Which lines of the records contain the word "seam"? Copy each one.

GIVEN DATA Start Marker

//! Lesson-plan rows for the teacher dashboard.

use serde::Serialize;
use tanke_models::Dimension;

use crate::question_bank::QuestionBank;

/// Rows shown when no limit is given.
pub const DEFAULT_PLAN_ROWS: usize = 6;

/// Expected mastery for the first row; each later row drops by [`EXPECTED_STEP`].
const EXPECTED_BASE: u8 = 80;
const EXPECTED_STEP: u8 = 5;

/// One row of the lesson plan table.
#[derive(Debug, Clone, PartialEq, Eq, Serialize)]
pub struct LessonPlanRow {
    pub id: u32,
    pub dimension: Dimension,
    pub question: String,
    pub context: String,
    /// Expected class mastery in percent.
    pub expected_mastery: u8,
}

/// First `limit` questions of the bank with their expected mastery.
pub fn lesson_plan(bank: &QuestionBank, limit: usize) -> Vec<LessonPlanRow> {
    bank.iter()
        .take(limit)
        .enumerate()
        .map(|(row, item)| LessonPlanRow {
            id: item.id,
            dimension: item.dimension,
            question: item.question.clone(),
            context: item.context.clone(),
            expected_mastery: expected_mastery(row),
        })
        .collect()
}

fn expected_mastery(row: usize) -> u8 {
    let drop = u8::try_from(row)
        .unwrap_or(u8::MAX)
        .saturating_mul(EXPECTED_STEP);
    EXPECTED_BASE.saturating_sub(drop)
}

#[cfg(test)]
mod tests {
    use super::*;

    #[test]
    fn test_default_plan() {
        let bank = QuestionBank::buoyancy();
        let rows = lesson_plan(&bank, DEFAULT_PLAN_ROWS);

        assert_eq!(rows.len(), 6);
        assert_eq!(rows[0].id, 1);
        assert_eq!(rows[0].expected_mastery, 80);
        assert_eq!(rows[5].expected_mastery, 55);
        assert_eq!(rows[5].dimension, Dimension::How);
    }

    #[test]
    fn test_limit_beyond_bank() {
        let bank = QuestionBank::buoyancy();
        let rows = lesson_plan(&bank, 100);
        assert_eq!(rows.len(), bank.len());
    }

    #[test]
    fn test_expected_mastery_saturates() {
        assert_eq!(expected_mastery(16), 0);
        assert_eq!(expected_mastery(1000), 0);
    }
}
//! Error types for the core crate.

use tanke_models::Dimension;
use thiserror::Error;

/// Errors raised by question bank and configuration handling.
///
/// These indicate corrupted data or incorrect call sequencing and are not
/// meant to be recovered from at runtime.
#[derive(Error, Debug)]
pub enum CoreError {
    /// A dimension has no questions, so no valid starting index exists.
    #[error("question bank has no questions for dimension {0}")]
    EmptyDimension(Dimension),

    /// Two items share an id.
    #[error("duplicate question id: {0}")]
    DuplicateQuestionId(u32),

    /// Index past the end of a dimension's question list.
    #[error("question index {index} out of range for dimension {dimension} ({len} questions)")]
    QuestionOutOfRange {
        dimension: Dimension,
        index: usize,
        len: usize,
    },

    /// File system error.
    #[error("I/O error: {0}")]
    Io(#[from] std::io::Error),

    /// Bank file is not valid JSON.
    #[error("failed to parse question bank: {0}")]
    Parse(#[from] serde_json::Error),
}

/// Result type for core operations.
pub type Result<T> = std::result::Result<T, CoreError>;

#[cfg(test)]
mod tests {
    use super::*;

    #[test]
    fn test_error_display() {
        let err = CoreError::EmptyDimension(Dimension::WhatIf);
        assert_eq!(err.to_string(), "question bank has no questions for dimension 若何");

        let err = CoreError::QuestionOutOfRange {
            dimension: Dimension::What,
            index: 3,
            len: 3,
        };
        assert_eq!(
            err.to_string(),
            "question index 3 out of range for dimension 是何 (3 questions)"
        );
    }
}
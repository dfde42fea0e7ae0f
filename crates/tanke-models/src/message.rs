//! Transcript message types.

use chrono::{DateTime, Utc};
use serde::{Deserialize, Serialize};

use crate::status::LearningStatus;

/// Author of a transcript message.
#[derive(Debug, Clone, Copy, PartialEq, Eq, Serialize, Deserialize)]
#[serde(rename_all = "lowercase")]
pub enum Role {
    /// The student.
    User,
    /// The tutor, including system-authored transition messages.
    Model,
}

impl std::fmt::Display for Role {
    fn fmt(&self, f: &mut std::fmt::Formatter<'_>) -> std::fmt::Result {
        match self {
            Self::User => write!(f, "user"),
            Self::Model => write!(f, "model"),
        }
    }
}

/// A single message in the session transcript.
///
/// Messages are immutable once appended. [`ChatMessage::model_with_analysis`]
/// is the constructor that attaches an `analysis`; the tutor ignores one on
/// a student message.
#[derive(Debug, Clone, PartialEq, Serialize, Deserialize)]
pub struct ChatMessage {
    /// Role of the message author.
    pub role: Role,

    /// Text shown to the student.
    pub text: String,

    /// Hidden diagnosis attached to a tutor reply.
    #[serde(default, skip_serializing_if = "Option::is_none")]
    pub analysis: Option<LearningStatus>,

    /// When the message was created.
    pub timestamp: DateTime<Utc>,
}

impl ChatMessage {
    /// Create a student message.
    pub fn user(text: impl Into<String>) -> Self {
        Self {
            role: Role::User,
            text: text.into(),
            analysis: None,
            timestamp: Utc::now(),
        }
    }

    /// Create a tutor message without a diagnosis.
    pub fn model(text: impl Into<String>) -> Self {
        Self {
            role: Role::Model,
            text: text.into(),
            analysis: None,
            timestamp: Utc::now(),
        }
    }

    /// Create a tutor message with an optional diagnosis.
    pub fn model_with_analysis(text: impl Into<String>, analysis: Option<LearningStatus>) -> Self {
        Self {
            analysis,
            ..Self::model(text)
        }
    }
}
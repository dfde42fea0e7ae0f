//! Tutor and Studio clients for Tanke.
//!
//! This crate talks to Gemini through the [`GenerativeModel`] seam:
//! - [`TutorClient`] answers student turns and never fails, falling back
//!   to a fixed reply
//! - [`Studio`] generates quizzes, flashcards, slides, images, audio and games
//! - [`GeminiClient`] is the HTTP implementation of the seam
//!
//! # Example
//!
//! ```ignore
//! use std::sync::Arc;
//! use tanke_tutor::{GeminiClient, Tutor, TutorClient};
//!
//! let model = Arc::new(GeminiClient::from_env()?);
//! let tutor = TutorClient::new(model);
//! let reply = tutor.ask(&transcript, "浮力的方向是怎样的？").await;
//! ```

pub mod client;
pub mod config;
pub mod error;
pub mod model;
pub mod prompts;
pub mod studio;
pub mod tutor;

pub use client::{GeminiClient, GenerateRequest, GenerateResponse};
pub use config::ModelConfig;
pub use error::{Result, TutorError};
pub use model::GenerativeModel;
pub use studio::{
    decode_pcm16, score_quiz, Flashcard, GameOption, GameScenario, QuizQuestion, Slide, Studio,
};
pub use tutor::{Tutor, TutorClient, TutorReply, FALLBACK_REPLY};
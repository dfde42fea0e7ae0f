//! The five inquiry dimensions of the question chain.
//!
//! Dimensions are traversed in a fixed order: 是何 → 为何 → 如何 → 若何 → 由何.
//! The order lives in [`Dimension::ALL`] and is the only legal forward path;
//! nothing depends on the declaration order of the enum variants.

use serde::{Deserialize, Serialize};
use std::str::FromStr;

/// One stage of the 5D question chain.
#[derive(Debug, Clone, Copy, PartialEq, Eq, Hash, Serialize, Deserialize)]
#[serde(rename_all = "SCREAMING_SNAKE_CASE")]
pub enum Dimension {
    /// 是何: phenomena and definitions.
    #[serde(alias = "是何")]
    What,
    /// 为何: causes and principles.
    #[serde(alias = "为何")]
    Why,
    /// 如何: methods and experiments.
    #[serde(alias = "如何")]
    How,
    /// 若何: hypothetical reasoning.
    #[serde(alias = "若何")]
    WhatIf,
    /// 由何: transfer to real-world applications.
    #[serde(alias = "由何")]
    Whence,
}

impl Dimension {
    /// Every dimension in progression order.
    pub const ALL: [Dimension; 5] = [
        Dimension::What,
        Dimension::Why,
        Dimension::How,
        Dimension::WhatIf,
        Dimension::Whence,
    ];

    /// The dimension a new session starts in.
    pub fn first() -> Self {
        Self::ALL[0]
    }

    /// The final dimension; completing it ends the chain.
    pub fn last() -> Self {
        Self::ALL[Self::ALL.len() - 1]
    }

    /// Zero-based position in the progression order.
    pub fn ordinal(self) -> usize {
        match self {
            Self::What => 0,
            Self::Why => 1,
            Self::How => 2,
            Self::WhatIf => 3,
            Self::Whence => 4,
        }
    }

    /// Look up a dimension by its zero-based ordinal.
    pub fn from_ordinal(ordinal: usize) -> Option<Self> {
        Self::ALL.get(ordinal).copied()
    }

    /// The dimension immediately after this one, if any.
    pub fn next(self) -> Option<Self> {
        Self::from_ordinal(self.ordinal() + 1)
    }

    /// Whether this is the final dimension.
    pub fn is_last(self) -> bool {
        self == Self::last()
    }

    /// Machine-readable code, e.g. `what_if`.
    pub fn code(self) -> &'static str {
        match self {
            Self::What => "what",
            Self::Why => "why",
            Self::How => "how",
            Self::WhatIf => "what_if",
            Self::Whence => "whence",
        }
    }

    /// Chinese display label, e.g. `若何`.
    pub fn label(self) -> &'static str {
        match self {
            Self::What => "是何",
            Self::Why => "为何",
            Self::How => "如何",
            Self::WhatIf => "若何",
            Self::Whence => "由何",
        }
    }

    /// Teaching goal shown alongside the active question.
    pub fn description(self) -> &'static str {
        match self {
            Self::What => "基础概念：聚焦现象与定义。识别浮力的存在及其方向，掌握‘称重法’测浮力的基本操作。",
            Self::Why => "原理解析：探索浮力成因。从压力差的角度理解浮力的本质，探讨浮力大小与排开液体重力的定量关系。",
            Self::How => "实验探究：掌握测量方法。设计并实施‘阿基米德原理’实验，提升科学探究与动手实验能力。",
            Self::WhatIf => "逻辑推理：多变量假设思维。推理密度、深度、形状等变量对浮力的影响，纠正认知误区。",
            Self::Whence => "生活迁移：跨情境综合应用。通过轮船、潜水艇、热气球等案例，将物理规律转化为工程实践认知。",
        }
    }

    /// Concept tags covered by this dimension.
    pub fn sub_topics(self) -> &'static [&'static str] {
        match self {
            Self::What => &["浮力的方向", "称重法原理", "液体托力感知"],
            Self::Why => &["上下表面压力差", "阿基米德原理推导", "成因定量分析"],
            Self::How => &["测力计技巧", "溢水杯精准测量", "实验误差控制"],
            Self::WhatIf => &["密度变量控制", "失重环境猜想", "深度无关性验证"],
            Self::Whence => &["轮船排水量", "潜水艇沉浮机制", "救生器材设计"],
        }
    }
}

impl PartialOrd for Dimension {
    fn partial_cmp(&self, other: &Self) -> Option<std::cmp::Ordering> {
        Some(self.cmp(other))
    }
}

impl Ord for Dimension {
    fn cmp(&self, other: &Self) -> std::cmp::Ordering {
        self.ordinal().cmp(&other.ordinal())
    }
}

impl std::fmt::Display for Dimension {
    fn fmt(&self, f: &mut std::fmt::Formatter<'_>) -> std::fmt::Result {
        write!(f, "{}", self.label())
    }
}

/// Error returned when a string does not name a dimension.
#[derive(Debug, Clone, PartialEq, Eq, thiserror::Error)]
#[error("unknown dimension: {0}")]
pub struct ParseDimensionError(pub String);

impl FromStr for Dimension {
    type Err = ParseDimensionError;

    /// Accepts the code (`what_if`, `WHAT-IF`), the Chinese label (`若何`)
    /// or the 1-based position (`4`).
    fn from_str(s: &str) -> Result<Self, Self::Err> {
        let trimmed = s.trim();
        if let Ok(position) = trimmed.parse::<usize>() {
            return position
                .checked_sub(1)
                .and_then(Self::from_ordinal)
                .ok_or_else(|| ParseDimensionError(s.to_string()));
        }

        let normalized = trimmed.to_lowercase().replace(|c: char| c == '-' || c.is_whitespace(), "_");
        Self::ALL
            .into_iter()
            .find(|d| d.code() == normalized || d.label() == trimmed)
            .ok_or_else(|| ParseDimensionError(s.to_string()))
    }
}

GIVEN DATA End Marker

■ **TASK ANSWER**:
//! This crate talks to Gemini through the [`GenerativeModel`] seam:
//! - [`GeminiClient`] is the HTTP implementation of the seam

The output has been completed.